Daily Box Office Analysis
By David Mumpower
July 15, 2014
The BEST Transformers performance after the film was earning $2 million or less was 11% more box office from that moment forward. Transformers 4 should beat that by a bit but if we ballpark its performance under those parameters, it winds up in the range of $235 million. That is a roughly $117 million drop from Dark of the Moon. Were the box office numbers in China not so spectacular, we would be viewing this release as a franchise killer. That is the new math in box office. When a film dies this quickly domestically, how much benefit of the doubt do we give it for maxing out in a country where the corporation retains no more than 25% of its box office? Nobody has the answer to that yet. I am simply throwing it out there so that you understand the direction we are heading.
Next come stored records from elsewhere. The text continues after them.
//! Stream (cohort) management.
//!
//! The "current stream" pointer is process-wide state with multiple admin
//! writers, so the swap runs as a single transaction: clear every flag, set
//! exactly one. Two racing swaps serialize on the row locks and the loser's
//! result stands — at no point can two streams both read as current.

use super::{Database, StreamRow};
use anyhow::Result;
use chrono::NaiveDate;

impl Database {
    /// All streams, newest first.
    pub async fn get_streams(&self) -> Result<Vec<StreamRow>> {
        let rows = sqlx::query_as::<_, StreamRow>("SELECT * FROM streams ORDER BY starts_on DESC")
            .fetch_all(self.pool())
            .await?;
        Ok(rows)
    }

    /// The stream currently marked current, if any.
    pub async fn get_current_stream(&self) -> Result<Option<StreamRow>> {
        let row = sqlx::query_as::<_, StreamRow>("SELECT * FROM streams WHERE is_current LIMIT 1")
            .fetch_optional(self.pool())
            .await?;
        Ok(row)
    }

    /// Create a stream. New streams are never current until explicitly set.
    pub async fn create_stream(
        &self,
        name: &str,
        starts_on: NaiveDate,
        ends_on: NaiveDate,
    ) -> Result<StreamRow> {
        let row = sqlx::query_as::<_, StreamRow>(
            "INSERT INTO streams (name, starts_on, ends_on)
             VALUES ($1, $2, $3)
             RETURNING *",
        )
        .bind(name)
        .bind(starts_on)
        .bind(ends_on)
        .fetch_one(self.pool())
        .await?;
        Ok(row)
    }

    /// Transactional current-stream swap: clear-all-then-set-one.
    ///
    /// Returns false (and rolls back the clear) if the target id is unknown,
    /// leaving the previous pointer intact.
    pub async fn set_current_stream(&self, id: uuid::Uuid) -> Result<bool> {
        let mut tx = self.pool().begin().await?;
        sqlx::query("UPDATE streams SET is_current = FALSE WHERE is_current")
            .execute(&mut *tx)
            .await?;
        let result = sqlx::query("UPDATE streams SET is_current = TRUE WHERE id = $1")
            .bind(id)
            .execute(&mut *tx)
            .await?;
        if result.rows_affected() == 0 {
            tx.rollback().await?;
            return Ok(false);
        }
        tx.commit().await?;
        Ok(true)
    }
}
//! WebSocket handler — pushes leaderboard snapshots every 5 seconds and
//! forwards event-bus notifications (totem awards, milestones) as they occur.

use axum::extract::ws::{Message, WebSocket, WebSocketUpgrade};
use axum::extract::State;
use axum::response::IntoResponse;
use std::sync::Arc;
use std::time::Duration;

use super::AppState;

pub(super) async fn handler_ws(
    ws: WebSocketUpgrade,
    State(state): State<Arc<AppState>>,
) -> impl IntoResponse {
    let notif_rx = state.event_bus.subscribe_ws();
    ws.on_upgrade(|socket| ws_loop(socket, state, notif_rx))
}

async fn ws_loop(
    mut socket: WebSocket,
    state: Arc<AppState>,
    notif_rx: Option<tokio::sync::broadcast::Receiver<String>>,
) {
    let Some(mut notif_rx) = notif_rx else {
        // no broadcast sender installed; nothing to serve
        return;
    };

    if let Some(msg) = build_update(&state).await {
        if socket.send(Message::Text(msg.into())).await.is_err() {
            return;
        }
    }

    let mut interval = tokio::time::interval(Duration::from_secs(5));
    interval.tick().await;

    loop {
        tokio::select! {
            _ = interval.tick() => {
                if let Some(msg) = build_update(&state).await {
                    if socket.send(Message::Text(msg.into())).await.is_err() {
                        break;
                    }
                }
            }
            result = notif_rx.recv() => {
                match result {
                    Ok(msg) => {
                        if socket.send(Message::Text(msg.into())).await.is_err() {
                            break;
                        }
                    }
                    Err(tokio::sync::broadcast::error::RecvError::Lagged(_)) => {}
                    Err(_) => break,
                }
            }
            msg = socket.recv() => {
                match msg {
                    Some(Ok(Message::Close(_))) | None => break,
                    _ => {}
                }
            }
        }
    }
}

pub(super) async fn build_update(state: &Arc<AppState>) -> Option<String> {
    let leaderboard = state.db.leaderboard(50).await.unwrap_or_default();
    let current_stream = state.db.get_current_stream().await.unwrap_or(None);
    let recent_notifications = state.event_bus.recent_notifications(20);
    serde_json::to_string(&serde_json::json!({
        "type": "update",
        "leaderboard": leaderboard,
        "current_stream": current_stream,
        "notifications": recent_notifications,
    }))
    .ok()
}
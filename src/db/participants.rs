//! Participant account management — registration, lookup, leaderboard,
//! cached point totals.
//!
//! The `points` column is a cache of the ledger sum with multipliers applied.
//! It is only ever written by the recompute pipeline, never patched
//! incrementally, so it always agrees with a full ledger recompute.

use super::{Database, LeaderboardRow, ParticipantRow};
use anyhow::Result;

impl Database {
    // ── Registration ──────────────────────────────────────────────

    /// Register a new participant, attached to the current stream if one is
    /// marked. Points start at zero and only move via ledger insertions.
    pub async fn register_participant(
        &self,
        full_name: &str,
        email: Option<&str>,
    ) -> Result<ParticipantRow> {
        let row = sqlx::query_as::<_, ParticipantRow>(
            "INSERT INTO participants (full_name, email, stream_id)
             VALUES ($1, $2, (SELECT id FROM streams WHERE is_current LIMIT 1))
             RETURNING *",
        )
        .bind(full_name)
        .bind(email)
        .fetch_one(self.pool())
        .await?;
        Ok(row)
    }

    /// Look up a participant by id.
    pub async fn get_participant(&self, id: uuid::Uuid) -> Result<Option<ParticipantRow>> {
        let row = sqlx::query_as::<_, ParticipantRow>("SELECT * FROM participants WHERE id = $1")
            .bind(id)
            .fetch_optional(self.pool())
            .await?;
        Ok(row)
    }

    /// List participants, optionally restricted to one stream.
    pub async fn list_participants(
        &self,
        stream_id: Option<uuid::Uuid>,
    ) -> Result<Vec<ParticipantRow>> {
        let rows = match stream_id {
            Some(sid) => {
                sqlx::query_as::<_, ParticipantRow>(
                    "SELECT * FROM participants WHERE stream_id = $1 ORDER BY full_name",
                )
                .bind(sid)
                .fetch_all(self.pool())
                .await?
            }
            None => {
                sqlx::query_as::<_, ParticipantRow>(
                    "SELECT * FROM participants ORDER BY full_name",
                )
                .fetch_all(self.pool())
                .await?
            }
        };
        Ok(rows)
    }

    /// All participant ids, for the full recompute sweep.
    pub async fn list_participant_ids(&self) -> Result<Vec<uuid::Uuid>> {
        let ids = sqlx::query_scalar::<_, uuid::Uuid>("SELECT id FROM participants ORDER BY id")
            .fetch_all(self.pool())
            .await?;
        Ok(ids)
    }

    /// Number of participants registered in the current stream (gauge source).
    pub async fn count_current_stream_participants(&self) -> Result<i64> {
        let n = sqlx::query_scalar::<_, i64>(
            "SELECT COUNT(*) FROM participants
             WHERE stream_id = (SELECT id FROM streams WHERE is_current LIMIT 1)",
        )
        .fetch_one(self.pool())
        .await?;
        Ok(n)
    }

    // ── Points cache ──────────────────────────────────────────────

    /// Overwrite the cached point total with a freshly recomputed sum.
    pub async fn set_participant_points(&self, id: uuid::Uuid, points: i64) -> Result<()> {
        sqlx::query("UPDATE participants SET points = $2 WHERE id = $1")
            .bind(id)
            .bind(points)
            .execute(self.pool())
            .await?;
        Ok(())
    }

    // ── Leaderboard ───────────────────────────────────────────────

    /// Points-ordered participants of the current stream with totem counts.
    ///
    /// Ties share a rank; rows order by points then name for a stable
    /// display.
    pub async fn leaderboard(&self, limit: i64) -> Result<Vec<LeaderboardRow>> {
        let rows = sqlx::query_as::<_, LeaderboardRow>(
            "SELECT p.id, p.full_name, p.points,
                    COUNT(pt.totem_type) AS totem_count,
                    RANK() OVER (ORDER BY p.points DESC) AS rank
             FROM participants p
             LEFT JOIN participant_totems pt ON pt.participant_id = p.id
             WHERE p.stream_id = (SELECT id FROM streams WHERE is_current LIMIT 1)
             GROUP BY p.id, p.full_name, p.points
             ORDER BY p.points DESC, p.full_name
             LIMIT $1",
        )
        .bind(limit)
        .fetch_all(self.pool())
        .await?;
        Ok(rows)
    }

    // ── Admin escape hatch ────────────────────────────────────────

    /// Hard-delete a participant and all dependent rows (admin only; normal
    /// flow never deletes). Returns false if the id was unknown.
    pub async fn delete_participant(&self, id: uuid::Uuid) -> Result<bool> {
        let result = sqlx::query("DELETE FROM participants WHERE id = $1")
            .bind(id)
            .execute(self.pool())
            .await?;
        Ok(result.rows_affected() > 0)
    }
}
A movie we have not discussed in this forum finished in third place yesterday. Tammy grossed $1.6 million yesterday, a drop of only 42% from last Monday’s $2.8 million. This solid hold occurs on the heels of a 42% weekend fall. As I noted above, all of the weekend depreciation numbers are lower than normal due to the anti-holiday behavior of July 4th falling on a Friday. Still, Tammy is a critically loathed film with the type of Cinemascore that generally indicates a quick exit from theaters. Somehow, Tammy is demonstrating solid legs. Due to its $20 million budget, it is also a blockbuster, having already earned $58.6 million domestically. I posit that there is a simple explanation for this. This sort of funny fat person falling down a lot concept features a rare level of truth in advertising for Hollywood. Anyone who buys a ticket knows exactly what they are getting. I also believe that Age of Extinction qualifies under the same umbrella. So, the Chinese will figure out that these movies are garbage in another three films or so.
Rounding out the top five are the inseparable sequel duo, 22 Jump Street and How to Train Your Dragon 2. They have finished on top of one another every weekday in July (weekends include Fridays with regards to box office, pedants). Due to this close competition, it should not be surprising to realize that the last time I wrote this column, the two films were separated by $18.2 million. The gap after yesterday is $19.5 million.
Yesterday, the buddy cop flick earned just under a million while the animated title earned just over a million. The difference between the two films on Monday was $16,661. The 21 Jump Street sequel seems to have the tiniest bit more spring left in its step despite yesterday’s proceedings, though. No matter what happens next, both films are winners for their respective studios. The difference is that 22 Jump Street is a bona fide blockbuster while How to Train Your Dragon 2 continues to be a head scratcher. Most analysts feel like 22 Jump Street’s box office is a best case scenario result while the Dragon sequel is worst case scenario. And 32 days later, there is still no good explanation as to why for the latter outcome.